The Human Element Creates the Relationship

On the other side of the talent acquisition equation is the human element. As found in the Pulse survey, candidates will likely want to talk with a human sooner rather than later in the process. What happens in that interaction influences the employer’s ability to attract and secure talent.

Ironically, technology can play a large role in humanizing the candidate experience. Great talent organizations understand this, and they apply technology to remove the barriers to human interaction. Those barriers may include the distraction of low-value, high-volume recruiter tasks such as research and sourcing candidates, reviewing resumes, and answering emails with basic questions about candidate status, the employer, or the role itself. 

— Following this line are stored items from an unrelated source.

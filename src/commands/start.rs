//! Runs one timer session in the terminal.
//!
//! The task is picked from the remembered names (or typed in), the category
//! from the category list when the selector is enabled. The elapsed time is
//! redrawn every second until Enter or Ctrl-C stops the timer. If the
//! session cannot be saved the timer keeps running and the next stop request
//! tries again.

use super::open_context;
use crate::{
    libs::{
        log::LogRecord,
        messages::Message,
        task::TaskRef,
        timer::{PresentationTarget, SystemClock, TimerEvent},
        view::{category_options, task_options, SelectOption},
    },
    msg_error, msg_info, msg_success,
};
use anyhow::Result;
use clap::Args;
use dialoguer::{theme::ColorfulTheme, Input, Select};
use std::io::{self, BufRead, IsTerminal, Write};
use std::sync::Arc;
use std::thread;
use tokio::sync::mpsc;

#[derive(Debug, Args)]
pub struct StartArgs {
    /// Task name; prompts when omitted
    #[arg(short, long)]
    task: Option<String>,

    /// Category; prompts when omitted and the category selector is enabled
    #[arg(short, long)]
    category: Option<String>,

    /// Never prompt; missing values are left empty
    #[arg(long)]
    no_prompt: bool,
}

/// Mirrors the timer on the terminal.
struct ConsoleTarget;

impl PresentationTarget for ConsoleTarget {
    fn on_event(&self, event: &TimerEvent) {
        match event {
            TimerEvent::Started { task, category, .. } => {
                msg_success!(Message::TimerStarted {
                    task: task.clone(),
                    category: category.clone(),
                });
                msg_info!(Message::TimerStopHint);
            }
            TimerEvent::Tick(elapsed) => {
                let mut stdout = io::stdout();
                let _ = write!(stdout, "\r⏱  {}", elapsed);
                let _ = stdout.flush();
            }
            TimerEvent::Stopped(record) => {
                println!();
                msg_success!(Message::TimerStopped(record.duration.to_string()));
            }
        }
    }
}

pub async fn cmd(args: StartArgs) -> Result<()> {
    let ctx = open_context().await?;
    let interactive = !args.no_prompt && io::stdin().is_terminal();

    let task = match args.task {
        Some(task) => task,
        None if interactive => prompt_task(&ctx.tasks.get_all().await?)?,
        None => String::new(),
    };
    let category = match args.category {
        Some(category) => category,
        None if interactive && ctx.settings.show_category() => prompt_category(&ctx.categories.list())?,
        None => String::new(),
    };

    let console: Arc<dyn PresentationTarget> = Arc::new(ConsoleTarget);
    let mut timer = ctx.timer(Arc::new(SystemClock), vec![console]);
    timer.start(&task, &category).await?;

    let mut stop_requests = stop_requests();
    let record: LogRecord = loop {
        if stop_requests.recv().await.is_none() {
            // stdin closed and no signal handler: nothing can stop us any more.
            break timer.stop().await?;
        }
        match timer.stop().await {
            Ok(record) => break record,
            Err(e) => msg_error!(Message::TimerSaveFailed(e.to_string())),
        }
    };

    msg_success!(Message::SessionSaved(record.id));
    drop(timer);
    ctx.shutdown().await?;
    Ok(())
}

/// Emits one request per Enter press and per Ctrl-C.
fn stop_requests() -> mpsc::UnboundedReceiver<()> {
    let (tx, rx) = mpsc::unbounded_channel();

    // A plain thread so a pending read never holds up runtime shutdown.
    let enter = tx.clone();
    let _ = thread::Builder::new().name("worktimer-stdin".to_string()).spawn(move || {
        for line in io::stdin().lock().lines() {
            if line.is_err() || enter.send(()).is_err() {
                break;
            }
        }
    });

    tokio::spawn(async move {
        while tokio::signal::ctrl_c().await.is_ok() {
            if tx.send(()).is_err() {
                break;
            }
        }
    });

    rx
}

fn prompt_task(tasks: &[TaskRef]) -> Result<String> {
    let options = task_options(tasks);
    if options.is_empty() {
        return type_task();
    }

    let mut labels: Vec<String> = options.iter().map(|o| o.label.clone()).collect();
    labels.push(Message::NewTaskOption.to_string());

    let selection = Select::with_theme(&ColorfulTheme::default())
        .with_prompt(Message::PromptSelectTask.to_string())
        .items(&labels)
        .default(0)
        .interact()?;

    match options.get(selection) {
        Some(option) => Ok(option.value.clone()),
        None => type_task(),
    }
}

fn type_task() -> Result<String> {
    let name: String = Input::with_theme(&ColorfulTheme::default())
        .with_prompt(Message::PromptTaskName.to_string())
        .allow_empty(true)
        .interact_text()?;
    Ok(name)
}

fn prompt_category(categories: &[String]) -> Result<String> {
    let options: Vec<SelectOption> = category_options(categories);
    let labels: Vec<&str> = options.iter().map(|o| o.label.as_str()).collect();

    let selection = Select::with_theme(&ColorfulTheme::default())
        .with_prompt(Message::PromptSelectCategory.to_string())
        .items(&labels)
        .default(0)
        .interact()?;

    Ok(options[selection].value.clone())
}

By automating many of these tasks, the technologies free the recruiter to have the time for more valuable interaction with the candidate. The recruiter who does not have to review 500 resumes will have the time to return a candidate’s call or work with the hiring manager to ensure that the job requirements fit the business’ needs and align with the available talent supply.

Takeaway: Technology alone will not replace the recruiter. Instead, it will change the recruiter’s focus from performing research and manual tasks to serving as the human face of the employer to the job seeker. As a result, employer expectations of their recruiters will evolve. In some cases, an employer may favor customer service type experience over Boolean search skills in sourcing. The skills in reviewing resumes and navigating processes will take a back seat to more immediate needs such as advising candidates on career preferences, expanding their networks through candidate relationships, and building trust between strong prospective talent and hiring managers. In short, as technology makes the talent acquisition process more human, the recruiter will have to focus on relationship building and problem-solving skills.


Moving Forward: Humans Power Successful Talent Acquisition

In the face of rapid technology innovation, companies will continue to build on the human aspects of talent acquisition. Even when access to information and automated interactions streamline the process, there will always be a need for understanding and empathy. There also will always be a challenge or question that can only be addressed through a real conversation. By using technology to remove the barriers to those very human needs, employers can keep themselves ahead in the race to secure workers with in-demand skills. 

Dave Sidlar
Written by Dave Sidlar
Dave Sidlar is the Executive Director of Global Professional Services at Allegis Global Solutions. In his role, Dave is responsible for the overseeing of global recruitment delivery and internal talent acquisition and also leads the charge in discovering new innovation and partnerships to continue evolving INTELLECT, AGS’ recruitment stack and AGS’ human- technology interface.